### TASK STATEMENT:
Once the line containing "pub enum EnvironmentMsg" is found, set down that line and each one after it exactly, through the end of the entries.

### TASK DATA:

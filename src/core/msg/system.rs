use serde::{Deserialize, Serialize};

/// Messages specific to SystemState
#[derive(Debug, Clone, PartialEq, Serialize, Deserialize)]
pub enum SystemMsg {
    // System control
    Quit,
    Suspend,
    Resume,
    Resize(u16, u16),

    // Splash screen
    DismissSplash,

    // Panel focus
    FocusNextPanel,
    FocusPreviousPanel,

    // Status management
    UpdateStatusMessage(String),
    ClearStatusMessage,
    ShowError(String),
}
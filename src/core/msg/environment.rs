use serde::{Deserialize, Serialize};

use crate::domain::environment::Environment;

#[derive(Debug, Clone, Copy, PartialEq, Eq, Serialize, Deserialize)]
pub enum EnvironmentMsg {
    Select(Environment),
    Toggle,
}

### RESULT FOR THIS TASK:
pub enum EnvironmentMsg {
    Select(Environment),
    Toggle,
}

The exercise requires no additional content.